[[ DATA TO USE open ]]

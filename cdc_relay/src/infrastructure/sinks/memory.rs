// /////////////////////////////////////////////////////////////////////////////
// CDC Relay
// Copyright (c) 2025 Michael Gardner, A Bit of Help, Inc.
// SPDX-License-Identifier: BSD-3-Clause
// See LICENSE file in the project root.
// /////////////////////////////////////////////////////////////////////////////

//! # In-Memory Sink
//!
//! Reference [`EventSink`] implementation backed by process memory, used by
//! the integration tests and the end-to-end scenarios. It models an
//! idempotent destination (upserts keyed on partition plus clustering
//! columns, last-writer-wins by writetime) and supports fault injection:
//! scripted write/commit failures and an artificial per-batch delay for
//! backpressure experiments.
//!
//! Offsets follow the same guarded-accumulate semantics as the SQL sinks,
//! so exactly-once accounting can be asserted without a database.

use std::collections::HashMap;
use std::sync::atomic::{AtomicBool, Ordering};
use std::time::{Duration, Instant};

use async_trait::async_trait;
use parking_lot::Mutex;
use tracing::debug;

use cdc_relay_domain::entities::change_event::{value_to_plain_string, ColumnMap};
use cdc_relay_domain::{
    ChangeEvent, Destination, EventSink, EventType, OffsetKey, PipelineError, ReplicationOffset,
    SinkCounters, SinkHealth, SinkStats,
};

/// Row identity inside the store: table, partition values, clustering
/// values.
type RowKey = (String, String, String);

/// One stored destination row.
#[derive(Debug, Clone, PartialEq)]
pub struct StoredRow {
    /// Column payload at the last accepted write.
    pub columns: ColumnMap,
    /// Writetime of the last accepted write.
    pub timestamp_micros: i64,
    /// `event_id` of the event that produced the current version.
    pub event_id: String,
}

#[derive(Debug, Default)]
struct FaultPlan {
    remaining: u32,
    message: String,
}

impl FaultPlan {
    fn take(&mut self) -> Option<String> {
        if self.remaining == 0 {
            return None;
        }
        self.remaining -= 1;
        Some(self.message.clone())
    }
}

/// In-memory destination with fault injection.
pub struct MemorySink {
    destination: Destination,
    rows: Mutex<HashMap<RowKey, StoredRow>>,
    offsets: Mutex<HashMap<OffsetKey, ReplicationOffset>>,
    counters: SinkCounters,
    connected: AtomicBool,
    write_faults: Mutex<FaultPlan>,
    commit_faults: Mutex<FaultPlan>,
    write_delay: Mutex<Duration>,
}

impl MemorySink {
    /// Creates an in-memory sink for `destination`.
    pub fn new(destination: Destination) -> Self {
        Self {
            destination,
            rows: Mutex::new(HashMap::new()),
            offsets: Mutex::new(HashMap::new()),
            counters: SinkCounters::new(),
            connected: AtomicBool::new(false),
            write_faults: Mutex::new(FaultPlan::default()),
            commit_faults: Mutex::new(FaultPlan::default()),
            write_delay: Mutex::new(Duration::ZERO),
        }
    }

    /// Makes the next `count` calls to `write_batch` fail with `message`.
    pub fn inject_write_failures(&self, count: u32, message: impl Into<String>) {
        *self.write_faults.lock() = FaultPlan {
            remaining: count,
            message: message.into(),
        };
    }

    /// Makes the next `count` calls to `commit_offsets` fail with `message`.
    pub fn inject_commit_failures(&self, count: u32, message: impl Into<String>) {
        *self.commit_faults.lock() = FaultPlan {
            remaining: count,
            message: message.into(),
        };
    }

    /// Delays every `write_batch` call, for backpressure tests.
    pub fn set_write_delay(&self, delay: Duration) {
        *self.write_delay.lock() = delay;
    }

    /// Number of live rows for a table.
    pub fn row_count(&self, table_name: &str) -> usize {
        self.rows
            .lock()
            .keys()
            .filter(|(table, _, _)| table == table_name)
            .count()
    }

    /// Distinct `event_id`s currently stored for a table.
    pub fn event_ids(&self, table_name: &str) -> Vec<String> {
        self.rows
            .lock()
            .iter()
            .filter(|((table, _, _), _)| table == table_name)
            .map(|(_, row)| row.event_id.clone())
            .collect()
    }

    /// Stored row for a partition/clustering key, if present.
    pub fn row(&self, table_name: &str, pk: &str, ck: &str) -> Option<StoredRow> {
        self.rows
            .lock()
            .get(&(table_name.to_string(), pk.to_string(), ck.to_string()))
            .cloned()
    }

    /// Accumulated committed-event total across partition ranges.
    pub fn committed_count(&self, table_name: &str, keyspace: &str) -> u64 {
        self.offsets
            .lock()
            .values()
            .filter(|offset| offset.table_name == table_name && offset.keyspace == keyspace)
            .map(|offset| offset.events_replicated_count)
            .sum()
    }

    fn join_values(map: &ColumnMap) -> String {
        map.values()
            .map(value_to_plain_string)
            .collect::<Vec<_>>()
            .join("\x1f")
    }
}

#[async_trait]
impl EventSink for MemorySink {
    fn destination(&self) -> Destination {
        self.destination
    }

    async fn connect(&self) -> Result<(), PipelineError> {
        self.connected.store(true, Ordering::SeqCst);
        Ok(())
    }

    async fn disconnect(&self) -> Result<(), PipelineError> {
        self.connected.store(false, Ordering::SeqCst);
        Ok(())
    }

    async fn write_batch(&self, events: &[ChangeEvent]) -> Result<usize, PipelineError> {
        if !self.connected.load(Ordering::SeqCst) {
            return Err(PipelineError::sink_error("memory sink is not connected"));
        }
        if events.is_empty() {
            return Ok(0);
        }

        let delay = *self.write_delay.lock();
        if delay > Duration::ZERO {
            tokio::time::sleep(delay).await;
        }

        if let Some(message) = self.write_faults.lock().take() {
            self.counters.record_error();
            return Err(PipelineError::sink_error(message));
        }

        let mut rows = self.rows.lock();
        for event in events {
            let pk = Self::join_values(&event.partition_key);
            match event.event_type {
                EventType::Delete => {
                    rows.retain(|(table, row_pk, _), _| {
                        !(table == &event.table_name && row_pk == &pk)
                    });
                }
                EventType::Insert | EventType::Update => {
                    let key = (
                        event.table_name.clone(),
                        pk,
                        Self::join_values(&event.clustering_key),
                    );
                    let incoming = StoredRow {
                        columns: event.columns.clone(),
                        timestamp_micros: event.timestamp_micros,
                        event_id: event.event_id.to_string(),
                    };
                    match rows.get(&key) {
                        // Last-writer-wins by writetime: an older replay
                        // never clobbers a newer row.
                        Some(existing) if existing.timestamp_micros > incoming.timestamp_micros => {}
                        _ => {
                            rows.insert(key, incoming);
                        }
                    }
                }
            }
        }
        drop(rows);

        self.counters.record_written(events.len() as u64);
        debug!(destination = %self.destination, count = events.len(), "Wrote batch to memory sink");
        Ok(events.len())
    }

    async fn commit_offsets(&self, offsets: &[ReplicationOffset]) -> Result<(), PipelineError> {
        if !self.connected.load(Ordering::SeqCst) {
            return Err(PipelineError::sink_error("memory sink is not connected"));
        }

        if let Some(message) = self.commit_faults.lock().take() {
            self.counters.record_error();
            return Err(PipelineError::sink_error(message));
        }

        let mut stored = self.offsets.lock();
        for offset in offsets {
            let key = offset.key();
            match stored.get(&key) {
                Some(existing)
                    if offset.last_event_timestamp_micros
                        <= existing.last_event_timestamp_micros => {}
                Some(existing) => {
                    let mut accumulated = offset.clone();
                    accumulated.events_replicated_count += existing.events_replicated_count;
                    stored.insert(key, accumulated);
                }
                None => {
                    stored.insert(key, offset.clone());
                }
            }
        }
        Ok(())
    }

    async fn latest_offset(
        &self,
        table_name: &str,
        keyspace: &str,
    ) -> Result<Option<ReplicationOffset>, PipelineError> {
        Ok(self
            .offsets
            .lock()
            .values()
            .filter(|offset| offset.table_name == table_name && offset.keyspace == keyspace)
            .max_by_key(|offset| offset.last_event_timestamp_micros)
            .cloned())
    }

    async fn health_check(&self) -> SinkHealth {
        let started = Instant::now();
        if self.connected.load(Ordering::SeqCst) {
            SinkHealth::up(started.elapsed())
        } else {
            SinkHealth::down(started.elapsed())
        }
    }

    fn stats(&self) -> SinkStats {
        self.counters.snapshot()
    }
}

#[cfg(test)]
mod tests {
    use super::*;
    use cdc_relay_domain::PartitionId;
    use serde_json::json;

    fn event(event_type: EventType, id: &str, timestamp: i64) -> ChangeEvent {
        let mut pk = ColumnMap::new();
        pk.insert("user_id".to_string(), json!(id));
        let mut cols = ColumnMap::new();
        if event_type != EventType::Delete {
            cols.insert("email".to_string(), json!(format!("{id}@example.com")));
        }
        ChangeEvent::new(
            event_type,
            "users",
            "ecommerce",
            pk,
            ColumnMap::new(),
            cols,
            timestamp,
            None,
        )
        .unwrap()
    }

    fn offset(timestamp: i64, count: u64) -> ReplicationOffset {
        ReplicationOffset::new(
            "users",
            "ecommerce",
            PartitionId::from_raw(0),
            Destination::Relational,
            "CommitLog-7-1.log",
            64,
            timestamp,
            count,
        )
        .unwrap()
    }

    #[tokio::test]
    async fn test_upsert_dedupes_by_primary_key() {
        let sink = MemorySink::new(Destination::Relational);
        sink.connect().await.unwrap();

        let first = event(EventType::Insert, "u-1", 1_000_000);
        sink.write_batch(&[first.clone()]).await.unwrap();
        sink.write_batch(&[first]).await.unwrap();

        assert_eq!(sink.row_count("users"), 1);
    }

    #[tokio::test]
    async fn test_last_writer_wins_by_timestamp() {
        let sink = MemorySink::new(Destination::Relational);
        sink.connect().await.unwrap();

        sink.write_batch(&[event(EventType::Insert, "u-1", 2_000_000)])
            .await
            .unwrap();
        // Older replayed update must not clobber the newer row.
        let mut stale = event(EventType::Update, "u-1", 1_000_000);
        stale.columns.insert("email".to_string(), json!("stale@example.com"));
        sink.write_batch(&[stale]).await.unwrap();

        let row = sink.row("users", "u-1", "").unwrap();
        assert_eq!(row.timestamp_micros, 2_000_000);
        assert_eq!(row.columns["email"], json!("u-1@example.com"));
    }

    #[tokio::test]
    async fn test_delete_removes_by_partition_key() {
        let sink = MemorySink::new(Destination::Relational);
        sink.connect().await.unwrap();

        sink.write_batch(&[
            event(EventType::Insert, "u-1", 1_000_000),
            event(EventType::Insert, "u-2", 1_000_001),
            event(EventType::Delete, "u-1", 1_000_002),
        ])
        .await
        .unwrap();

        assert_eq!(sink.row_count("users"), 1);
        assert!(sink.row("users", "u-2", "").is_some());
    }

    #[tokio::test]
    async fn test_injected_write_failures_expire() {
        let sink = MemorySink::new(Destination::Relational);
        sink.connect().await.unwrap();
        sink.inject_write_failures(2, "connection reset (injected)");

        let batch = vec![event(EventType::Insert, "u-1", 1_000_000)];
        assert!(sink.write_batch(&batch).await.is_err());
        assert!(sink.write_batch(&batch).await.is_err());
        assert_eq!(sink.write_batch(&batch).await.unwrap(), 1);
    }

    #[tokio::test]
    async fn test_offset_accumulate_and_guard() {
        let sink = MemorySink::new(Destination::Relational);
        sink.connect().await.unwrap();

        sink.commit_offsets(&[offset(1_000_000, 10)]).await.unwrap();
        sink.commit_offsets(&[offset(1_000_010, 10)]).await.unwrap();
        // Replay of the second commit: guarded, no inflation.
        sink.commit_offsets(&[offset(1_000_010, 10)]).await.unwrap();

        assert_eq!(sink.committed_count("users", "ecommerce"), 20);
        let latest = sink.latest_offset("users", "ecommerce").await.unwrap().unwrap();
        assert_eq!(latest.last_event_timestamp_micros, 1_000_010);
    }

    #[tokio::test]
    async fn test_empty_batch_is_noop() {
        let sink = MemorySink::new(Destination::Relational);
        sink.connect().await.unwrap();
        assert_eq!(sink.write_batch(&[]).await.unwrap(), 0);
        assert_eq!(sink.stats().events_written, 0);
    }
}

[[ DATA TO USE closed ]]

# WHAT TO DO
Extract the lines of the preceding material that run from the line with "for backpressure tests." through the line with "impl EventSink for", inclusive, reproducing them exactly and adding nothing.

# REPLY
    /// Delays every `write_batch` call, for backpressure tests.
    pub fn set_write_delay(&self, delay: Duration) {
        *self.write_delay.lock() = delay;
    }

    /// Number of live rows for a table.
    pub fn row_count(&self, table_name: &str) -> usize {
        self.rows
            .lock()
            .keys()
            .filter(|(table, _, _)| table == table_name)
            .count()
    }

    /// Distinct `event_id`s currently stored for a table.
    pub fn event_ids(&self, table_name: &str) -> Vec<String> {
        self.rows
            .lock()
            .iter()
            .filter(|((table, _, _), _)| table == table_name)
            .map(|(_, row)| row.event_id.clone())
            .collect()
    }

    /// Stored row for a partition/clustering key, if present.
    pub fn row(&self, table_name: &str, pk: &str, ck: &str) -> Option<StoredRow> {
        self.rows
            .lock()
            .get(&(table_name.to_string(), pk.to_string(), ck.to_string()))
            .cloned()
    }

    /// Accumulated committed-event total across partition ranges.
    pub fn committed_count(&self, table_name: &str, keyspace: &str) -> u64 {
        self.offsets
            .lock()
            .values()
            .filter(|offset| offset.table_name == table_name && offset.keyspace == keyspace)
            .map(|offset| offset.events_replicated_count)
            .sum()
    }

    fn join_values(map: &ColumnMap) -> String {
        map.values()
            .map(value_to_plain_string)
            .collect::<Vec<_>>()
            .join("\x1f")
    }
}

#[async_trait]
impl EventSink for MemorySink {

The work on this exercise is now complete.